> Task prompt
Copy out every line below without alteration.

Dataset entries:
□ □ □ □ □ □ □

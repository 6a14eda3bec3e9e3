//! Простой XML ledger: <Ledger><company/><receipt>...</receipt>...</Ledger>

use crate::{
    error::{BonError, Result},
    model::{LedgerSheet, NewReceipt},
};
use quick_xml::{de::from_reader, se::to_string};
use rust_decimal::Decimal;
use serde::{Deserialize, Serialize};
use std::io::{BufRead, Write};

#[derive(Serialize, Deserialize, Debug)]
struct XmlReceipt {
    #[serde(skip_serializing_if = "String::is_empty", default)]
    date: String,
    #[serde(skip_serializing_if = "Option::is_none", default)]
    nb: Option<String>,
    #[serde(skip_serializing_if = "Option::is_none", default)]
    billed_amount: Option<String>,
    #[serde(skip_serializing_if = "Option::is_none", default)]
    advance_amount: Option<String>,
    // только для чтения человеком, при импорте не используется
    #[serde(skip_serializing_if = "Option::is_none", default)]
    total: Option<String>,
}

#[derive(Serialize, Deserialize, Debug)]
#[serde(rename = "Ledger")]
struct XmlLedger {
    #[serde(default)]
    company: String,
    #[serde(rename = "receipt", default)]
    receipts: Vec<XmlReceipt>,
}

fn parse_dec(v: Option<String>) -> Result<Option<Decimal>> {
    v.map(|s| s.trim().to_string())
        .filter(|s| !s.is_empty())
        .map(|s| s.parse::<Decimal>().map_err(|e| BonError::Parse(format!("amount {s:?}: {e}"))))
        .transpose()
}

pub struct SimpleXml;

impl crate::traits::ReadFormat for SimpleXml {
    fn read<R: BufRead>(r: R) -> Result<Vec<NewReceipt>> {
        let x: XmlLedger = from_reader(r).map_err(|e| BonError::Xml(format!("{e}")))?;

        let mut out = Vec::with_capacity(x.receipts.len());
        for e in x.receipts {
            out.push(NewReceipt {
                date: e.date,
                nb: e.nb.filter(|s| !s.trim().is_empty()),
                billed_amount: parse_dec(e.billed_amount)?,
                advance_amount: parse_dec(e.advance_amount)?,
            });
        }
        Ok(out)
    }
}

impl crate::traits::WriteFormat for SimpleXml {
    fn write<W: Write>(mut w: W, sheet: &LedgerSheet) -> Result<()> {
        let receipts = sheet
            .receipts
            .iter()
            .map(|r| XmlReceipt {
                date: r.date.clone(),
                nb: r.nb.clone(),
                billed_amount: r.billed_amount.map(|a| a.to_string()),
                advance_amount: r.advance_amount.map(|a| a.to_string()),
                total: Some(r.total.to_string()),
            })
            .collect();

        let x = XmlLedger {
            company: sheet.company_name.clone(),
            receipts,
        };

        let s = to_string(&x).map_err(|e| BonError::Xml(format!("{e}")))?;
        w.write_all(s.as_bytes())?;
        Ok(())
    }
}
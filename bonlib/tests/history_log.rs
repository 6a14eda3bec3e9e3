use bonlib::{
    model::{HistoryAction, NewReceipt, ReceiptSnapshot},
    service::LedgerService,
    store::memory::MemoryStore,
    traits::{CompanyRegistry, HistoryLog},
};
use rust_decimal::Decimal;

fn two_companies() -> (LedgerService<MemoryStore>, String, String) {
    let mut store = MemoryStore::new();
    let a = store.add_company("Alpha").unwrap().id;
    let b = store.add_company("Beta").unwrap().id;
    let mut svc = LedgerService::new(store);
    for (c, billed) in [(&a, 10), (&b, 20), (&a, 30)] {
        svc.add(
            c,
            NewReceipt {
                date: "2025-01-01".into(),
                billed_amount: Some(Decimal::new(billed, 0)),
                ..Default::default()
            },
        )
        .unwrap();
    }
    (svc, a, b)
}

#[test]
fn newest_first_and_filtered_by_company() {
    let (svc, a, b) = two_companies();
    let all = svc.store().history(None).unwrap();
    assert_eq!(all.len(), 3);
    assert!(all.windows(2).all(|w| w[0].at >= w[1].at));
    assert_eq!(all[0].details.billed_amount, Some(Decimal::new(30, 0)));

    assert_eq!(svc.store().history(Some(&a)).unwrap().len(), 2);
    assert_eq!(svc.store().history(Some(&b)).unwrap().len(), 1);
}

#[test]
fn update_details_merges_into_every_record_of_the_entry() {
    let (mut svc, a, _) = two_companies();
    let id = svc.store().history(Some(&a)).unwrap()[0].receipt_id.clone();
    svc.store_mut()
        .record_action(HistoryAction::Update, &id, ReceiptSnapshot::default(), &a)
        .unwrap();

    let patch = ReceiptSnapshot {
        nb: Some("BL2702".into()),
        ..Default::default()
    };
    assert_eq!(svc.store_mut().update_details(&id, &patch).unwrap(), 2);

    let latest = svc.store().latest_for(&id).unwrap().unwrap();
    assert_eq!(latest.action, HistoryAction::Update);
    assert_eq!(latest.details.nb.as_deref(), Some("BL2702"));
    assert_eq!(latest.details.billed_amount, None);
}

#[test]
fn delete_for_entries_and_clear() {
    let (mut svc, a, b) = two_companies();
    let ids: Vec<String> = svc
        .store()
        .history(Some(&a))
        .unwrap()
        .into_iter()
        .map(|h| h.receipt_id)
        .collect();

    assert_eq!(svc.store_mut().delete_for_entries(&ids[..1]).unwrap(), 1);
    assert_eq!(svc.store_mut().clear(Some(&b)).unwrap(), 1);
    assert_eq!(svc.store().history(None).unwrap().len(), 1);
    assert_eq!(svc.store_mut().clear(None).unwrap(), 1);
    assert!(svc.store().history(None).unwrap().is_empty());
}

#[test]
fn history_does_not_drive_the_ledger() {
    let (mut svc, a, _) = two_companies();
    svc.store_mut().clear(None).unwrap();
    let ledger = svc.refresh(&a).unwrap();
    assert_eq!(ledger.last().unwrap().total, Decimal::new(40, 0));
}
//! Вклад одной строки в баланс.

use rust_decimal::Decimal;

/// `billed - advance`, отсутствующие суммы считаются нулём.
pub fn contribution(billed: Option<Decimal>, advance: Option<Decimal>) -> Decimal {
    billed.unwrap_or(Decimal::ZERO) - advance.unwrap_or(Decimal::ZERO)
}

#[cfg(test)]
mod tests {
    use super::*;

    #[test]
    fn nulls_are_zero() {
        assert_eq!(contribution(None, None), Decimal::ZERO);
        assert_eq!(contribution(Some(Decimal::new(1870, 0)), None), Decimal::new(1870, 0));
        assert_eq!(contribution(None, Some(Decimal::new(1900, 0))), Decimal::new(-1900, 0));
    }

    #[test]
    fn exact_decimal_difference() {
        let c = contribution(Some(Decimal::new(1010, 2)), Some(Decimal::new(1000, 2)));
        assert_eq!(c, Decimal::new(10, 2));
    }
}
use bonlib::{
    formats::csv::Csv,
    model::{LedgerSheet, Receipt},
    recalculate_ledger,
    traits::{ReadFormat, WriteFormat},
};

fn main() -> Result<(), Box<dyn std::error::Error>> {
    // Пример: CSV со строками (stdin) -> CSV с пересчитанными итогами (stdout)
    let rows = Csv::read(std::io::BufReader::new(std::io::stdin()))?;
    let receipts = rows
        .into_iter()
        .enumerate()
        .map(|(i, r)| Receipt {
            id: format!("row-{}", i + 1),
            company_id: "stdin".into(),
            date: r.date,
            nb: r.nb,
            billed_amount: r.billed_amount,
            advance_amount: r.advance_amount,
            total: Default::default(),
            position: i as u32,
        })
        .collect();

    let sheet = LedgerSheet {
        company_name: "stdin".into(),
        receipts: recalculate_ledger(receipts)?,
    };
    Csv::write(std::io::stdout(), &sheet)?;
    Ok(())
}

□ □ □ □ □ □ □

> Solution to this task
repository 6a14eda3bec3e9e3
//! Простой XML ledger: <Ledger><company/><receipt>...</receipt>...</Ledger>

use crate::{
    error::{BonError, Result},
    model::{LedgerSheet, NewReceipt},
};
use quick_xml::{de::from_reader, se::to_string};
use rust_decimal::Decimal;
use serde::{Deserialize, Serialize};
use std::io::{BufRead, Write};

#[derive(Serialize, Deserialize, Debug)]
struct XmlReceipt {
    #[serde(skip_serializing_if = "String::is_empty", default)]
    date: String,
    #[serde(skip_serializing_if = "Option::is_none", default)]
    nb: Option<String>,
    #[serde(skip_serializing_if = "Option::is_none", default)]
    billed_amount: Option<String>,
    #[serde(skip_serializing_if = "Option::is_none", default)]
    advance_amount: Option<String>,
    // только для чтения человеком, при импорте не используется
    #[serde(skip_serializing_if = "Option::is_none", default)]
    total: Option<String>,
}

#[derive(Serialize, Deserialize, Debug)]
#[serde(rename = "Ledger")]
struct XmlLedger {
    #[serde(default)]
    company: String,
    #[serde(rename = "receipt", default)]
    receipts: Vec<XmlReceipt>,
}

fn parse_dec(v: Option<String>) -> Result<Option<Decimal>> {
    v.map(|s| s.trim().to_string())
        .filter(|s| !s.is_empty())
        .map(|s| s.parse::<Decimal>().map_err(|e| BonError::Parse(format!("amount {s:?}: {e}"))))
        .transpose()
}

pub struct SimpleXml;

impl crate::traits::ReadFormat for SimpleXml {
    fn read<R: BufRead>(r: R) -> Result<Vec<NewReceipt>> {
        let x: XmlLedger = from_reader(r).map_err(|e| BonError::Xml(format!("{e}")))?;

        let mut out = Vec::with_capacity(x.receipts.len());
        for e in x.receipts {
            out.push(NewReceipt {
                date: e.date,
                nb: e.nb.filter(|s| !s.trim().is_empty()),
                billed_amount: parse_dec(e.billed_amount)?,
                advance_amount: parse_dec(e.advance_amount)?,
            });
        }
        Ok(out)
    }
}

impl crate::traits::WriteFormat for SimpleXml {
    fn write<W: Write>(mut w: W, sheet: &LedgerSheet) -> Result<()> {
        let receipts = sheet
            .receipts
            .iter()
            .map(|r| XmlReceipt {
                date: r.date.clone(),
                nb: r.nb.clone(),
                billed_amount: r.billed_amount.map(|a| a.to_string()),
                advance_amount: r.advance_amount.map(|a| a.to_string()),
                total: Some(r.total.to_string()),
            })
            .collect();

        let x = XmlLedger {
            company: sheet.company_name.clone(),
            receipts,
        };

        let s = to_string(&x).map_err(|e| BonError::Xml(format!("{e}")))?;
        w.write_all(s.as_bytes())?;
        Ok(())
    }
}
filename bonlib/tests/history_log.rs
repository 6a14eda3bec3e9e3
use bonlib::{
    model::{HistoryAction, NewReceipt, ReceiptSnapshot},
    service::LedgerService,
    store::memory::MemoryStore,
    traits::{CompanyRegistry, HistoryLog},
};
use rust_decimal::Decimal;

fn two_companies() -> (LedgerService<MemoryStore>, String, String) {
    let mut store = MemoryStore::new();
    let a = store.add_company("Alpha").unwrap().id;
    let b = store.add_company("Beta").unwrap().id;
    let mut svc = LedgerService::new(store);
    for (c, billed) in [(&a, 10), (&b, 20), (&a, 30)] {
        svc.add(
            c,
            NewReceipt {
                date: "2025-01-01".into(),
                billed_amount: Some(Decimal::new(billed, 0)),
                ..Default::default()
            },
        )
        .unwrap();
    }
    (svc, a, b)
}

#[test]
fn newest_first_and_filtered_by_company() {
    let (svc, a, b) = two_companies();
    let all = svc.store().history(None).unwrap();
    assert_eq!(all.len(), 3);
    assert!(all.windows(2).all(|w| w[0].at >= w[1].at));
    assert_eq!(all[0].details.billed_amount, Some(Decimal::new(30, 0)));

    assert_eq!(svc.store().history(Some(&a)).unwrap().len(), 2);
    assert_eq!(svc.store().history(Some(&b)).unwrap().len(), 1);
}

#[test]
fn update_details_merges_into_every_record_of_the_entry() {
    let (mut svc, a, _) = two_companies();
    let id = svc.store().history(Some(&a)).unwrap()[0].receipt_id.clone();
    svc.store_mut()
        .record_action(HistoryAction::Update, &id, ReceiptSnapshot::default(), &a)
        .unwrap();

    let patch = ReceiptSnapshot {
        nb: Some("BL2702".into()),
        ..Default::default()
    };
    assert_eq!(svc.store_mut().update_details(&id, &patch).unwrap(), 2);

    let latest = svc.store().latest_for(&id).unwrap().unwrap();
    assert_eq!(latest.action, HistoryAction::Update);
    assert_eq!(latest.details.nb.as_deref(), Some("BL2702"));
    assert_eq!(latest.details.billed_amount, None);
}

#[test]
fn delete_for_entries_and_clear() {
    let (mut svc, a, b) = two_companies();
    let ids: Vec<String> = svc
        .store()
        .history(Some(&a))
        .unwrap()
        .into_iter()
        .map(|h| h.receipt_id)
        .collect();

    assert_eq!(svc.store_mut().delete_for_entries(&ids[..1]).unwrap(), 1);
    assert_eq!(svc.store_mut().clear(Some(&b)).unwrap(), 1);
    assert_eq!(svc.store().history(None).unwrap().len(), 1);
    assert_eq!(svc.store_mut().clear(None).unwrap(), 1);
    assert!(svc.store().history(None).unwrap().is_empty());
}

#[test]
fn history_does_not_drive_the_ledger() {
    let (mut svc, a, _) = two_companies();
    svc.store_mut().clear(None).unwrap();
    let ledger = svc.refresh(&a).unwrap();
    assert_eq!(ledger.last().unwrap().total, Decimal::new(40, 0));
}
//! Вклад одной строки в баланс.

use rust_decimal::Decimal;

/// `billed - advance`, отсутствующие суммы считаются нулём.
pub fn contribution(billed: Option<Decimal>, advance: Option<Decimal>) -> Decimal {
    billed.unwrap_or(Decimal::ZERO) - advance.unwrap_or(Decimal::ZERO)
}

#[cfg(test)]
mod tests {
    use super::*;

    #[test]
    fn nulls_are_zero() {
        assert_eq!(contribution(None, None), Decimal::ZERO);
        assert_eq!(contribution(Some(Decimal::new(1870, 0)), None), Decimal::new(1870, 0));
        assert_eq!(contribution(None, Some(Decimal::new(1900, 0))), Decimal::new(-1900, 0));
    }

    #[test]
    fn exact_decimal_difference() {
        let c = contribution(Some(Decimal::new(1010, 2)), Some(Decimal::new(1000, 2)));
        assert_eq!(c, Decimal::new(10, 2));
    }
}
use bonlib::{
    formats::csv::Csv,
    model::{LedgerSheet, Receipt},
    recalculate_ledger,
    traits::{ReadFormat, WriteFormat},
};

fn main() -> Result<(), Box<dyn std::error::Error>> {
    // Пример: CSV со строками (stdin) -> CSV с пересчитанными итогами (stdout)
    let rows = Csv::read(std::io::BufReader::new(std::io::stdin()))?;
    let receipts = rows
        .into_iter()
        .enumerate()
        .map(|(i, r)| Receipt {
            id: format!("row-{}", i + 1),
            company_id: "stdin".into(),
            date: r.date,
            nb: r.nb,
            billed_amount: r.billed_amount,
            advance_amount: r.advance_amount,
            total: Default::default(),
            position: i as u32,
        })
        .collect();

    let sheet = LedgerSheet {
        company_name: "stdin".into(),
        receipts: recalculate_ledger(receipts)?,
    };
    Csv::write(std::io::stdout(), &sheet)?;
    Ok(())
}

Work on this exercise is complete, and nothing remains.